It’s high time I should be actively preparing for my Transfer of Status document. Although I AM, I feel I should be doing more. A number of conversations with my friends have led me to think I may be committing an act of disciplinary treason. I started off as an Environmentalist, focusing on environmental health issues. I joined this particular program because I found the perfect supervisor to work with. The department is incredibly interdisciplinary and you can find people of all backgrounds here.
But no matter what I do or think to rationalize my own approach to the subject, I have a nagging feeling at the back of my mind that by trying to exist in the murky zone beyond physical and human geography and environmental studies, I must be doing something wrong. Books and articles discussing the fragmentation of geography and whether or not it’s good for the discipline have only reinforced it. It doesn’t matter which approach I will take for my dissertation, which case study or specific theme I will use to defend my ideas, I cannot identify with one discipline.

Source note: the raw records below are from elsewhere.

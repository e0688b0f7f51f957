//! Cache Registry Module
//!
//! An explicit, constructible registry of named caches. There is no hidden
//! module-level singleton: embedders create one registry, share it, and
//! tests construct (and reset) their own instances for isolation.

use std::any::Any;
use std::collections::HashMap;
use std::sync::{Arc, Mutex};
use std::time::Duration;

use async_trait::async_trait;
use serde::de::DeserializeOwned;
use serde::Serialize;
use tracing::{debug, info};

use crate::cache::persist::MemoryBackend;
use crate::cache::{CacheStats, CacheStore, GlobalStats, SharedCache};
use crate::config::{CacheOptions, PersistMode};
use crate::error::{CacheError, CacheResult};

// == Cache Admin ==
/// Type-erased administrative view of a registered cache, used for
/// aggregation and mass invalidation across heterogeneous payload types.
#[async_trait]
pub trait CacheAdmin: Send + Sync {
    /// The cache's registered name.
    async fn name(&self) -> String;
    /// Removes every entry.
    async fn clear(&self);
    /// Returns the cache's statistics.
    async fn stats(&self) -> CacheStats;
    /// Stops the cache's background sweep.
    fn stop_sweep(&self);
}

#[async_trait]
impl<T> CacheAdmin for SharedCache<T>
where
    T: Clone + Send + Sync + 'static,
{
    async fn name(&self) -> String {
        SharedCache::name(self).await
    }

    async fn clear(&self) {
        SharedCache::clear(self).await;
    }

    async fn stats(&self) -> CacheStats {
        SharedCache::stats(self).await
    }

    fn stop_sweep(&self) {
        SharedCache::stop_sweep(self);
    }
}

// == Registered Cache ==
/// A registry slot: the typed handle (behind `Any` for downcasting) plus
/// the type-erased admin view.
struct Registered {
    handle: Box<dyn Any + Send + Sync>,
    admin: Arc<dyn CacheAdmin>,
}

// == Cache Registry ==
/// Process-wide lookup of named caches with aggregate statistics and
/// mass invalidation. Created on first use by the embedding application
/// and lives for the process.
pub struct CacheRegistry {
    caches: Mutex<HashMap<String, Registered>>,
    /// Shared backend so every `DurableSession` cache in this registry
    /// survives store reconstruction within the process run
    session_backend: Arc<MemoryBackend>,
    /// Cadence of the background sweep started for each created cache
    sweep_interval: Duration,
}

impl Default for CacheRegistry {
    fn default() -> Self {
        Self::new()
    }
}

impl CacheRegistry {
    // == Constructor ==
    /// Creates an empty registry with the default 60-second sweep cadence.
    pub fn new() -> Self {
        Self::with_sweep_interval(Duration::from_secs(60))
    }

    /// Creates an empty registry with a custom sweep cadence. Tests use a
    /// short cadence or drive `sweep_expired` directly.
    pub fn with_sweep_interval(sweep_interval: Duration) -> Self {
        Self {
            caches: Mutex::new(HashMap::new()),
            session_backend: Arc::new(MemoryBackend::new()),
            sweep_interval,
        }
    }

    // == Get Cache ==
    /// Returns the named cache, creating it on first use.
    ///
    /// `options` apply only at first creation; requesting an existing cache
    /// by name ignores them entirely. Requesting an existing name with a
    /// different payload type is a [`CacheError::TypeMismatch`].
    ///
    /// Creation starts the cache's background sweep, so this must be called
    /// within a tokio runtime.
    pub fn get_cache<T>(&self, name: &str, options: CacheOptions) -> CacheResult<SharedCache<T>>
    where
        T: Clone + Serialize + DeserializeOwned + Send + Sync + 'static,
    {
        let mut caches = self.caches.lock().expect("registry lock poisoned");

        if let Some(registered) = caches.get(name) {
            return registered
                .handle
                .downcast_ref::<SharedCache<T>>()
                .cloned()
                .ok_or_else(|| CacheError::TypeMismatch {
                    name: name.to_string(),
                });
        }

        let store = match options.persistence {
            PersistMode::DurableSession => {
                CacheStore::with_backend(name, options, self.session_backend.clone())
            }
            _ => CacheStore::new(name, options),
        };

        let shared = SharedCache::new(store);
        shared.start_sweep(self.sweep_interval);

        caches.insert(
            name.to_string(),
            Registered {
                handle: Box::new(shared.clone()),
                admin: Arc::new(shared.clone()),
            },
        );
        debug!(cache = %name, "registered new cache");

        Ok(shared)
    }

    // == Clear All ==
    /// Clears every registered cache.
    pub async fn clear_all(&self) {
        for admin in self.admins() {
            admin.clear().await;
        }
        info!("cleared all registered caches");
    }

    // == Global Stats ==
    /// Aggregates every cache's statistics into combined totals and an
    /// unweighted average hit rate.
    pub async fn global_stats(&self) -> GlobalStats {
        let admins = self.admins();
        let mut global = GlobalStats {
            cache_count: admins.len(),
            ..GlobalStats::default()
        };

        let mut rate_sum = 0.0;
        for admin in &admins {
            let stats = admin.stats().await;
            global.total_size += stats.size;
            global.total_hits += stats.hits;
            global.total_misses += stats.misses;
            global.total_memory_bytes += stats.memory_bytes;
            rate_sum += stats.hit_rate();
        }

        if !admins.is_empty() {
            global.average_hit_rate = rate_sum / admins.len() as f64;
        }
        global
    }

    // == Invalidate By Version ==
    /// Bulk invalidation keyed by configuration epoch.
    ///
    /// Known simplification: this clears *every* registered cache
    /// regardless of its version tag rather than scoping to `version`.
    /// Callers must not rely on version-scoped semantics. Returns the
    /// number of caches cleared.
    pub async fn invalidate_by_version(&self, version: &str) -> usize {
        let admins = self.admins();
        info!(version = %version, caches = admins.len(), "version invalidation clears all caches");
        for admin in &admins {
            admin.clear().await;
        }
        admins.len()
    }

    // == Reset ==
    /// Stops every sweep and drops every registered cache. Intended for
    /// test teardown.
    pub fn reset(&self) {
        let mut caches = self.caches.lock().expect("registry lock poisoned");
        for registered in caches.values() {
            registered.admin.stop_sweep();
        }
        caches.clear();
    }

    /// Number of registered caches.
    pub fn len(&self) -> usize {
        self.caches.lock().expect("registry lock poisoned").len()
    }

    /// Returns true when no caches are registered.
    pub fn is_empty(&self) -> bool {
        self.len() == 0
    }

    /// Snapshot of the admin views, taken without holding the lock across
    /// any await point.
    fn admins(&self) -> Vec<Arc<dyn CacheAdmin>> {
        self.caches
            .lock()
            .expect("registry lock poisoned")
            .values()
            .map(|registered| registered.admin.clone())
            .collect()
    }
}

impl Drop for CacheRegistry {
    fn drop(&mut self) {
        self.reset();
    }
}

// == Unit Tests ==
#[cfg(test)]
mod tests {
    use super::*;

    #[tokio::test]
    async fn test_get_cache_creates_once() {
        let registry = CacheRegistry::new();

        let first: SharedCache<u32> = registry
            .get_cache("novels", CacheOptions::default())
            .unwrap();
        first.set("novel:detail:1", 42, None).await;

        // Options are ignored for an existing cache
        let second: SharedCache<u32> = registry
            .get_cache("novels", CacheOptions::default().with_max_size(1))
            .unwrap();
        assert_eq!(second.get("novel:detail:1").await, Some(42));
        assert_eq!(registry.len(), 1);
    }

    #[tokio::test]
    async fn test_get_cache_type_mismatch() {
        let registry = CacheRegistry::new();

        let _typed: SharedCache<u32> = registry
            .get_cache("novels", CacheOptions::default())
            .unwrap();

        let result: CacheResult<SharedCache<String>> =
            registry.get_cache("novels", CacheOptions::default());
        assert!(matches!(result, Err(CacheError::TypeMismatch { .. })));
    }

    #[tokio::test]
    async fn test_clear_all() {
        let registry = CacheRegistry::new();

        let novels: SharedCache<u32> = registry
            .get_cache("novels", CacheOptions::default())
            .unwrap();
        let themes: SharedCache<u32> = registry
            .get_cache("themes", CacheOptions::default())
            .unwrap();
        novels.set("a", 1, None).await;
        themes.set("b", 2, None).await;

        registry.clear_all().await;

        assert!(novels.is_empty().await);
        assert!(themes.is_empty().await);
    }

    #[tokio::test]
    async fn test_global_stats_aggregation() {
        let registry = CacheRegistry::new();

        let novels: SharedCache<u32> = registry
            .get_cache("novels", CacheOptions::default())
            .unwrap();
        let themes: SharedCache<u32> = registry
            .get_cache("themes", CacheOptions::default())
            .unwrap();

        novels.set("a", 1, None).await;
        novels.get("a").await; // hit
        themes.get("missing").await; // miss

        let global = registry.global_stats().await;
        assert_eq!(global.cache_count, 2);
        assert_eq!(global.total_size, 1);
        assert_eq!(global.total_hits, 1);
        assert_eq!(global.total_misses, 1);
        // One cache at 1.0, one at 0.0
        assert!((global.average_hit_rate - 0.5).abs() < 1e-9);
    }

    #[tokio::test]
    async fn test_invalidate_by_version_clears_everything() {
        let registry = CacheRegistry::new();

        let novels: SharedCache<u32> = registry
            .get_cache("novels", CacheOptions::default().with_version("1.0.0"))
            .unwrap();
        let themes: SharedCache<u32> = registry
            .get_cache("themes", CacheOptions::default().with_version("2.0.0"))
            .unwrap();
        novels.set("a", 1, None).await;
        themes.set("b", 2, None).await;

        // Documented simplification: clears regardless of tag
        let cleared = registry.invalidate_by_version("1.0.0").await;
        assert_eq!(cleared, 2);
        assert!(novels.is_empty().await);
        assert!(themes.is_empty().await);
    }

    #[tokio::test]
    async fn test_reset_for_isolation() {
        let registry = CacheRegistry::new();

        let _cache: SharedCache<u32> = registry
            .get_cache("novels", CacheOptions::default())
            .unwrap();
        assert_eq!(registry.len(), 1);

        registry.reset();
        assert!(registry.is_empty());

        // A fresh cache under the same name starts empty
        let recreated: SharedCache<u32> = registry
            .get_cache("novels", CacheOptions::default())
            .unwrap();
        assert!(recreated.is_empty().await);
    }

    #[tokio::test]
    async fn test_session_backend_shared_across_recreation() {
        let registry = CacheRegistry::new();
        let options =
            CacheOptions::default().with_persistence(PersistMode::DurableSession);

        {
            let cache: SharedCache<u32> =
                registry.get_cache("session", options.clone()).unwrap();
            cache.set("key", 9, None).await;
        }

        registry.reset();

        // Same registry, fresh store: the session snapshot is reloaded
        let reloaded: SharedCache<u32> = registry.get_cache("session", options).unwrap();
        assert_eq!(reloaded.get("key").await, Some(9));
    }
}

It may stem from my initial foray into looking for a field of specialization when I was applying for my undergraduate degree, where I looked for programs ranging from logic to engineering to conservation to geophysics. My primary reason for joining an environmental sciences program was that I got to do everything I wanted to. I sometimes wonder if that was a poor decision on my part. Maybe I should have specialized in something. I avoided that chance again for my Masters when I chose Penn for their program flexibility. I worked with two different departments for my thesis while being based in another. I don’t regret a minute of it.
I know I have a better chance of talking across fields with other people, with collaborating with them on different ideas. But do I identify myself as an environmentalist? A geographer? It is very very tempting to do so, but I simply cannot at this stage. I am being tested for my research skills. I do not know for sure. Do I even want to fit into a neat category for professional definition?
But while I think about the greater meanings of self definition in a professional and academic world, I will continue to explore the different aspects of multidisciplinary and systems thinking and see how it might contribute to the field(s). Why should only geographers know the joys of geography? Why should only environmentalists know the feeling of reading across disciplines to support their arguments? The era of specialization has passed. If there is ever to be any sense of solution to the wicked real world problems, it starts with a coherent understanding of the great melting pot of expertise.